Le ministre du Tribunal fédéral (STF), Alexandre de Moraes, a déterminé que Telegram devait contribuer à une procédure initiée par le procureur général de la République, et a même cité les cryptomonnaies dans ses motifs.
Les accusés dans le procès sont les directeurs de Google Brasil et Telegram Brasil, qui ont mené des campagnes contre le projet de loi n° 2 630/2020, la soi-disant loi sur les fausses nouvelles.
L’intention du projet de loi est de réglementer les réseaux sociaux et les services de messagerie privée sur Internet. Cependant, tout en avançant au Congrès national, le projet de loi a été critiqué publiquement par Google Brasil et Telegram Brasil, qui ne sont pas d’accord avec les règles.

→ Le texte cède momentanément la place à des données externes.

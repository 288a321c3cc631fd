// src/config/mod.rs

//! Configuration: TOML model, loading and validation.

pub mod loader;
pub mod model;
mod validate;

pub use loader::{default_config_path, load_and_validate, load_from_path};
pub use model::{AnalysisSection, ConfigFile, GameSection, RawConfigFile, WeightsSection};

L’affaire fait toujours l’objet d’une enquête par la STF, qui cherche à savoir si les plateformes ont commis des abus en prenant position contre la loi sur les fausses informations.

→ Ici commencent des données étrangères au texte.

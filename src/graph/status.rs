// src/graph/status.rs

//! Read-only status projections for nodes and whole workflow runs.

use std::fmt;

use chrono::{DateTime, TimeDelta, Utc};

use crate::graph::node::NodeState;

/// Snapshot of one node's execution record.
#[derive(Debug, Clone)]
pub struct NodeStatus {
    pub name: String,
    pub state: NodeState,
    pub error: Option<String>,
    pub started_at: Option<DateTime<Utc>>,
    pub finished_at: Option<DateTime<Utc>>,
    pub duration: Option<TimeDelta>,
}

/// Single summary verdict over all nodes.
///
/// `Failed` wins over everything; `Completed` requires every node to have
/// completed; otherwise `Running` if anything is in flight, else `Pending`.
#[derive(Debug, Clone, Copy, PartialEq, Eq)]
pub enum WorkflowVerdict {
    Pending,
    Running,
    Completed,
    Failed,
}

impl fmt::Display for WorkflowVerdict {
    fn fmt(&self, f: &mut fmt::Formatter<'_>) -> fmt::Result {
        let s = match self {
            WorkflowVerdict::Pending => "pending",
            WorkflowVerdict::Running => "running",
            WorkflowVerdict::Completed => "completed",
            WorkflowVerdict::Failed => "failed",
        };
        f.write_str(s)
    }
}

/// Aggregate counts and timing across a workflow run.
#[derive(Debug, Clone)]
pub struct WorkflowStatus {
    pub total: usize,
    pub pending: usize,
    pub running: usize,
    pub completed: usize,
    pub failed: usize,
    /// Earliest recorded node start.
    pub started_at: Option<DateTime<Utc>>,
    /// Latest recorded node end.
    pub finished_at: Option<DateTime<Utc>>,
    pub duration: Option<TimeDelta>,
    pub verdict: WorkflowVerdict,
}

Le ministre de la STF a rappelé que Telegram a déjà reçu un procès du CVM américain contre sa propre crypto-monnaie, TON
Dans le cas de Telegram, la police fédérale du Brésil a cherché à parler à un cabinet d’avocats représentant le réseau social. Cependant, les responsables du service juridique ont indiqué aux agents qu’ils ne représentent plus la plateforme, depuis le 14 mai 2023.

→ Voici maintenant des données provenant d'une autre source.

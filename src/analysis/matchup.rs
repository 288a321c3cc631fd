// src/analysis/matchup.rs

//! Head-to-head history between the two teams.

use std::collections::HashMap;

use serde::{Deserialize, Serialize};

use crate::analysis::{keyed, optional};
use crate::graph::{Payload, Work};

pub const OUTPUT_KEY: &str = "matchup_analysis";

const RECENT_MEETINGS: usize = 3;
const HIGH_SCORING_TOTAL: f64 = 45.0;

/// One prior meeting, oldest first.
#[derive(Debug, Clone, Deserialize)]
pub struct Meeting {
    pub winner: String,
    #[serde(default)]
    pub winner_points: f64,
    #[serde(default)]
    pub loser_points: f64,
}

#[derive(Debug, Clone, Default, Deserialize)]
pub struct MatchupHistory {
    #[serde(default)]
    pub meetings: Vec<Meeting>,
}

#[derive(Debug, Clone, Serialize, Deserialize)]
pub struct ScoringPatterns {
    pub avg_points_winner: f64,
    pub avg_points_loser: f64,
}

#[derive(Debug, Clone, Serialize, Deserialize)]
pub struct MatchupReport {
    /// Team with the most wins in the recorded series, if not tied.
    pub historical_advantage: Option<String>,
    pub recent_trends: Vec<String>,
    pub scoring_patterns: ScoringPatterns,
    pub key_factors: Vec<String>,
}

pub fn analyze_matchup(history: &MatchupHistory) -> MatchupReport {
    let meetings = &history.meetings;

    let mut wins: HashMap<&str, usize> = HashMap::new();
    for meeting in meetings {
        *wins.entry(meeting.winner.as_str()).or_default() += 1;
    }

    // Most series wins, unless the lead is shared.
    let mut best: Option<(&str, usize)> = None;
    let mut tied = false;
    for (team, count) in &wins {
        match best {
            Some((_, best_count)) if *count == best_count => tied = true,
            Some((_, best_count)) if *count > best_count => {
                best = Some((*team, *count));
                tied = false;
            }
            None => {
                best = Some((*team, *count));
                tied = false;
            }
            _ => {}
        }
    }
    let historical_advantage = if tied {
        None
    } else {
        best.map(|(team, _)| team.to_string())
    };

    let recent_trends = meetings
        .iter()
        .rev()
        .take(RECENT_MEETINGS)
        .map(|m| {
            format!(
                "{} won {:.0}-{:.0}",
                m.winner, m.winner_points, m.loser_points
            )
        })
        .collect();

    let count = meetings.len() as f64;
    let scoring_patterns = if meetings.is_empty() {
        ScoringPatterns {
            avg_points_winner: 0.0,
            avg_points_loser: 0.0,
        }
    } else {
        ScoringPatterns {
            avg_points_winner: meetings.iter().map(|m| m.winner_points).sum::<f64>() / count,
            avg_points_loser: meetings.iter().map(|m| m.loser_points).sum::<f64>() / count,
        }
    };

    let mut key_factors = Vec::new();
    if let Some(team) = &historical_advantage {
        key_factors.push(format!("{team} leads the recorded series"));
    }
    if scoring_patterns.avg_points_winner + scoring_patterns.avg_points_loser
        > HIGH_SCORING_TOTAL
    {
        key_factors.push("series has trended high-scoring".to_string());
    }

    MatchupReport {
        historical_advantage,
        recent_trends,
        scoring_patterns,
        key_factors,
    }
}

#[derive(Debug, Clone, Copy, Default)]
pub struct MatchupAnalysis;

impl Work for MatchupAnalysis {
    fn run(&self, input: &Payload) -> anyhow::Result<Payload> {
        let history = optional::<MatchupHistory>(input, "head_to_head")?.unwrap_or_default();
        keyed(OUTPUT_KEY, &analyze_matchup(&history))
    }
}

#[cfg(test)]
mod tests {
    use super::*;

    fn meeting(winner: &str, wp: f64, lp: f64) -> Meeting {
        Meeting {
            winner: winner.to_string(),
            winner_points: wp,
            loser_points: lp,
        }
    }

    #[test]
    fn series_leader_has_historical_advantage() {
        let history = MatchupHistory {
            meetings: vec![
                meeting("Jets", 24.0, 17.0),
                meeting("Jets", 20.0, 13.0),
                meeting("Jaguars", 27.0, 24.0),
            ],
        };
        let report = analyze_matchup(&history);
        assert_eq!(report.historical_advantage.as_deref(), Some("Jets"));
        assert_eq!(report.recent_trends.len(), 3);
        assert_eq!(report.recent_trends[0], "Jaguars won 27-24");
    }

    #[test]
    fn split_series_has_no_advantage() {
        let history = MatchupHistory {
            meetings: vec![meeting("Jets", 21.0, 14.0), meeting("Jaguars", 17.0, 10.0)],
        };
        let report = analyze_matchup(&history);
        assert_eq!(report.historical_advantage, None);
    }

    #[test]
    fn empty_history_is_all_zeroes() {
        let report = analyze_matchup(&MatchupHistory::default());
        assert_eq!(report.historical_advantage, None);
        assert!(report.recent_trends.is_empty());
        assert_eq!(report.scoring_patterns.avg_points_winner, 0.0);
        assert!(report.key_factors.is_empty());
    }

    #[test]
    fn high_scoring_series_is_flagged() {
        let history = MatchupHistory {
            meetings: vec![meeting("Jets", 34.0, 28.0)],
        };
        let report = analyze_matchup(&history);
        assert!(report
            .key_factors
            .iter()
            .any(|f| f.contains("high-scoring")));
    }
}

Autrement dit, le STF n’a pas été en mesure de localiser les responsables de Telegram au Brésil, par conséquent, il est incapable de les inviter à se défendre.
Pour motiver sa décision, Alexandre de Moraes a rappelé qu’aux États-Unis, la SEC avait des problèmes pour citer Telegram, en raison de la création de la propre crypto-monnaie de l’application. À l’époque, 39 investisseurs des États-Unis investissent dans la création de la monnaie, ce qui attire l’attention des autorités locales sur une éventuelle ICO.

Dans la foulée, le ministre STF au Brésil a rappelé que Telegram avait affirmé n’avoir aucune relation avec la crypto-monnaie TON et n’avait pas répondu aux autorités américaines.
Telegram peut traverser à nouveau des blocs s’il n’indique pas de représentants au Brésil
Après avoir analysé que Telegram n’a pas de représentants connus au Brésil, le ministre de la STF, Alexandre de Moraes, a ordonné l’assignation du réseau de l’entreprise à indiquer un représentant dans un délai maximum de 24 heures à compter de la citation.
Si la plateforme ne respecte pas la mesure, elle pourrait voir son exploitation suspendue au Brésil, pour une période initiale de 48 heures. Rappelons qu’en mars 2023, la STF avait déjà suspendu Telegram, qui ne fonctionnait pas dans le pays depuis plusieurs jours à l’époque.
Enfin, Telegram peut encore devoir payer une amende journalière de 500 000 reais, si un représentant ne se présente pas au STF.
« Au vu de ce qui précède, JE DÉTERMINE QUE LA société TELEGRAM INC SOIT ASSIGNÉE afin que, dans un délai de 24 (vingt-quatre) heures, à compter de l’assignation par le canal électronique renseigné par elle (content.referral-c1@telegram .org) procéder à la désignation, en justice, d’une représentation officielle au Brésil (personne physique ou morale), sous peine de suspension du fonctionnement des services TELEGRAM au Brésil, pour une période initiale de 48 (quarante-huit) heures. AMENDE FIXE, AUSSI, QUOTIDIENNE de 500 000,00 R$ (cinq cent mille reais), à la société TELEGRAM, si elle n’informe pas le représentant actuel au Brésil après la période indiquée.
Le projet de loi sur les fausses nouvelles lui-même, qui n’a pas encore été approuvé, mais est toujours en discussion au Congrès, prévoit le maintien de représentants au Brésil par des plateformes étrangères.